■ **Description of the task**
The output must match the entries below exactly.

____ Data provided

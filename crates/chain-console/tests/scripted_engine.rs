use std::collections::VecDeque;
use std::io::Read;

use chain_console::{ConsoleError, Phase, Session};
use chain_core::{
    DumpType, Engine, EngineArrays, EngineStreams, SArray, SamplerInfo, StateDump,
};

/// One scripted reply: return value, error text, informational text.
type Reply = (bool, &'static str, &'static str);

#[derive(Debug, Default)]
struct ScriptedEngine {
    replies: VecDeque<Reply>,
    seen_streams: Vec<EngineStreams>,
}

impl ScriptedEngine {
    fn new(replies: &[Reply]) -> Self {
        Self {
            replies: replies.iter().copied().collect(),
            seen_streams: Vec::new(),
        }
    }

    fn reply(&mut self, io: &mut EngineStreams) -> bool {
        self.seen_streams.push(io.clone());
        let (returned, err, out) = self.replies.pop_front().unwrap_or((true, "", ""));
        io.err.push_str(err);
        io.out.push_str(out);
        returned
    }
}

impl Engine for ScriptedEngine {
    fn check_model(&mut self, model: &mut dyn Read, io: &mut EngineStreams) -> bool {
        let mut text = String::new();
        model.read_to_string(&mut text).unwrap();
        self.reply(io)
    }

    fn compile(&mut self, _: &EngineArrays, _: usize, _: bool, io: &mut EngineStreams) -> bool {
        self.reply(io)
    }

    fn set_parameters(&mut self, _: &EngineArrays, _: usize, io: &mut EngineStreams) -> bool {
        self.reply(io)
    }

    fn set_rng_name(&mut self, _: &str, _: usize, io: &mut EngineStreams) -> bool {
        self.reply(io)
    }

    fn initialize(&mut self, io: &mut EngineStreams) -> bool {
        self.reply(io)
    }

    fn update(&mut self, _: u64, io: &mut EngineStreams) -> bool {
        self.reply(io)
    }

    fn set_monitor(&mut self, _: &str, _: u32, _: &str, io: &mut EngineStreams) -> bool {
        self.reply(io)
    }

    fn clear_monitor(&mut self, _: &str, _: &str, io: &mut EngineStreams) -> bool {
        self.reply(io)
    }

    fn dump_state(
        &mut self,
        out: &mut StateDump,
        _: DumpType,
        _: usize,
        io: &mut EngineStreams,
    ) -> bool {
        out.values.insert(
            "theta".to_string(),
            SArray::from_parts(vec![3, 1], vec![1.0, 2.0, 3.0]).unwrap(),
        );
        self.reply(io)
    }

    fn dump_monitors(
        &mut self,
        out: &mut EngineArrays,
        _: &str,
        _: bool,
        io: &mut EngineStreams,
    ) -> bool {
        out.insert(
            "theta".to_string(),
            SArray::from_parts(vec![2, 3], vec![1.0, 2.0, 3.0, 4.0, 5.0, 6.0]).unwrap(),
        );
        self.reply(io)
    }

    fn dump_samplers(&mut self, _: &mut Vec<SamplerInfo>, io: &mut EngineStreams) -> bool {
        self.reply(io)
    }

    fn adapt_off(&mut self, io: &mut EngineStreams) -> bool {
        self.reply(io)
    }

    fn check_adaptation(&mut self, status: &mut bool, io: &mut EngineStreams) -> bool {
        *status = true;
        self.reply(io)
    }

    fn iteration(&self) -> u64 {
        0
    }

    fn variable_names(&self) -> Vec<String> {
        Vec::new()
    }

    fn nchain(&self) -> usize {
        0
    }

    fn is_adapting(&self) -> bool {
        false
    }

    fn clear_model(&mut self, io: &mut EngineStreams) -> bool {
        self.reply(io)
    }
}

#[test]
fn false_return_without_text_fails_with_empty_payload() {
    let mut session = Session::with_engine(ScriptedEngine::new(&[(false, "", "")]));
    let err = session.update(1).unwrap_err();
    assert!(matches!(err, ConsoleError::Protocol(_)));
    assert_eq!(err.info().message, "");
}

#[test]
fn error_text_fails_even_when_the_call_returned_true() {
    let mut session = Session::with_engine(ScriptedEngine::new(&[(true, "node y is odd\n", "")]));
    let err = session.initialize().unwrap_err();
    assert_eq!(err.info().message, "node y is odd\n");
    assert_eq!(session.phase(), Phase::Uninitialized);
}

#[test]
fn clean_calls_succeed_and_keep_informational_text() {
    let mut session = Session::with_engine(ScriptedEngine::new(&[(true, "", "adapting\n")]));
    session.update(5).unwrap();
    assert_eq!(session.last_info(), "adapting\n");
    assert_eq!(session.phase(), Phase::Sampling);
}

#[test]
fn streams_are_empty_before_every_call() {
    let mut session = Session::with_engine(ScriptedEngine::new(&[
        (false, "first failure\n", "noise\n"),
        (true, "", ""),
    ]));
    assert!(session.update(1).is_err());
    session.update(1).unwrap();
    assert!(session
        .engine()
        .seen_streams
        .iter()
        .all(|streams| streams.out.is_empty() && streams.err.is_empty()));
}

#[test]
fn outputs_are_discarded_on_failure_and_collapsed_on_success() {
    let mut session = Session::with_engine(ScriptedEngine::new(&[(true, "bad chain\n", "")]));
    assert!(session.dump_state(DumpType::All, 0).is_err());

    let state = session.dump_state(DumpType::All, 0).unwrap();
    assert_eq!(state.values.get("theta").unwrap().shape(), &[3]);

    let samples = session.dump_monitors("trace", false).unwrap();
    let theta = samples.get("theta").unwrap();
    assert_eq!(theta.shape(), &[2, 3]);
    assert_eq!(theta[[1, 0]], 2.0);
    assert_eq!(theta[[0, 2]], 5.0);
}

#[test]
fn teardown_errors_are_swallowed() {
    let mut session = Session::with_engine(ScriptedEngine::new(&[
        (true, "", ""),
        (false, "cannot release\n", ""),
    ]));
    session.update(1).unwrap();
    session.clear_model();
    assert_eq!(session.phase(), Phase::Uninitialized);
}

________

■ **Output of the exercise**
filename crates/chain-console/tests/scripted_engine.rs
use std::collections::VecDeque;
use std::io::Read;

use chain_console::{ConsoleError, Phase, Session};
use chain_core::{
    DumpType, Engine, EngineArrays, EngineStreams, SArray, SamplerInfo, StateDump,
};

/// One scripted reply: return value, error text, informational text.
type Reply = (bool, &'static str, &'static str);

#[derive(Debug, Default)]
struct ScriptedEngine {
    replies: VecDeque<Reply>,
    seen_streams: Vec<EngineStreams>,
}

impl ScriptedEngine {
    fn new(replies: &[Reply]) -> Self {
        Self {
            replies: replies.iter().copied().collect(),
            seen_streams: Vec::new(),
        }
    }

    fn reply(&mut self, io: &mut EngineStreams) -> bool {
        self.seen_streams.push(io.clone());
        let (returned, err, out) = self.replies.pop_front().unwrap_or((true, "", ""));
        io.err.push_str(err);
        io.out.push_str(out);
        returned
    }
}

impl Engine for ScriptedEngine {
    fn check_model(&mut self, model: &mut dyn Read, io: &mut EngineStreams) -> bool {
        let mut text = String::new();
        model.read_to_string(&mut text).unwrap();
        self.reply(io)
    }

    fn compile(&mut self, _: &EngineArrays, _: usize, _: bool, io: &mut EngineStreams) -> bool {
        self.reply(io)
    }

    fn set_parameters(&mut self, _: &EngineArrays, _: usize, io: &mut EngineStreams) -> bool {
        self.reply(io)
    }

    fn set_rng_name(&mut self, _: &str, _: usize, io: &mut EngineStreams) -> bool {
        self.reply(io)
    }

    fn initialize(&mut self, io: &mut EngineStreams) -> bool {
        self.reply(io)
    }

    fn update(&mut self, _: u64, io: &mut EngineStreams) -> bool {
        self.reply(io)
    }

    fn set_monitor(&mut self, _: &str, _: u32, _: &str, io: &mut EngineStreams) -> bool {
        self.reply(io)
    }

    fn clear_monitor(&mut self, _: &str, _: &str, io: &mut EngineStreams) -> bool {
        self.reply(io)
    }

    fn dump_state(
        &mut self,
        out: &mut StateDump,
        _: DumpType,
        _: usize,
        io: &mut EngineStreams,
    ) -> bool {
        out.values.insert(
            "theta".to_string(),
            SArray::from_parts(vec![3, 1], vec![1.0, 2.0, 3.0]).unwrap(),
        );
        self.reply(io)
    }

    fn dump_monitors(
        &mut self,
        out: &mut EngineArrays,
        _: &str,
        _: bool,
        io: &mut EngineStreams,
    ) -> bool {
        out.insert(
            "theta".to_string(),
            SArray::from_parts(vec![2, 3], vec![1.0, 2.0, 3.0, 4.0, 5.0, 6.0]).unwrap(),
        );
        self.reply(io)
    }

    fn dump_samplers(&mut self, _: &mut Vec<SamplerInfo>, io: &mut EngineStreams) -> bool {
        self.reply(io)
    }

    fn adapt_off(&mut self, io: &mut EngineStreams) -> bool {
        self.reply(io)
    }

    fn check_adaptation(&mut self, status: &mut bool, io: &mut EngineStreams) -> bool {
        *status = true;
        self.reply(io)
    }

    fn iteration(&self) -> u64 {
        0
    }

    fn variable_names(&self) -> Vec<String> {
        Vec::new()
    }

    fn nchain(&self) -> usize {
        0
    }

    fn is_adapting(&self) -> bool {
        false
    }

    fn clear_model(&mut self, io: &mut EngineStreams) -> bool {
        self.reply(io)
    }
}

#[test]
fn false_return_without_text_fails_with_empty_payload() {
    let mut session = Session::with_engine(ScriptedEngine::new(&[(false, "", "")]));
    let err = session.update(1).unwrap_err();
    assert!(matches!(err, ConsoleError::Protocol(_)));
    assert_eq!(err.info().message, "");
}

#[test]
fn error_text_fails_even_when_the_call_returned_true() {
    let mut session = Session::with_engine(ScriptedEngine::new(&[(true, "node y is odd\n", "")]));
    let err = session.initialize().unwrap_err();
    assert_eq!(err.info().message, "node y is odd\n");
    assert_eq!(session.phase(), Phase::Uninitialized);
}

#[test]
fn clean_calls_succeed_and_keep_informational_text() {
    let mut session = Session::with_engine(ScriptedEngine::new(&[(true, "", "adapting\n")]));
    session.update(5).unwrap();
    assert_eq!(session.last_info(), "adapting\n");
    assert_eq!(session.phase(), Phase::Sampling);
}

#[test]
fn streams_are_empty_before_every_call() {
    let mut session = Session::with_engine(ScriptedEngine::new(&[
        (false, "first failure\n", "noise\n"),
        (true, "", ""),
    ]));
    assert!(session.update(1).is_err());
    session.update(1).unwrap();
    assert!(session
        .engine()
        .seen_streams
        .iter()
        .all(|streams| streams.out.is_empty() && streams.err.is_empty()));
}

#[test]
fn outputs_are_discarded_on_failure_and_collapsed_on_success() {
    let mut session = Session::with_engine(ScriptedEngine::new(&[(true, "bad chain\n", "")]));
    assert!(session.dump_state(DumpType::All, 0).is_err());

    let state = session.dump_state(DumpType::All, 0).unwrap();
    assert_eq!(state.values.get("theta").unwrap().shape(), &[3]);

    let samples = session.dump_monitors("trace", false).unwrap();
    let theta = samples.get("theta").unwrap();
    assert_eq!(theta.shape(), &[2, 3]);
    assert_eq!(theta[[1, 0]], 2.0);
    assert_eq!(theta[[0, 2]], 5.0);
}

#[test]
fn teardown_errors_are_swallowed() {
    let mut session = Session::with_engine(ScriptedEngine::new(&[
        (true, "", ""),
        (false, "cannot release\n", ""),
    ]));
    session.update(1).unwrap();
    session.clear_model();
    assert_eq!(session.phase(), Phase::Uninitialized);
}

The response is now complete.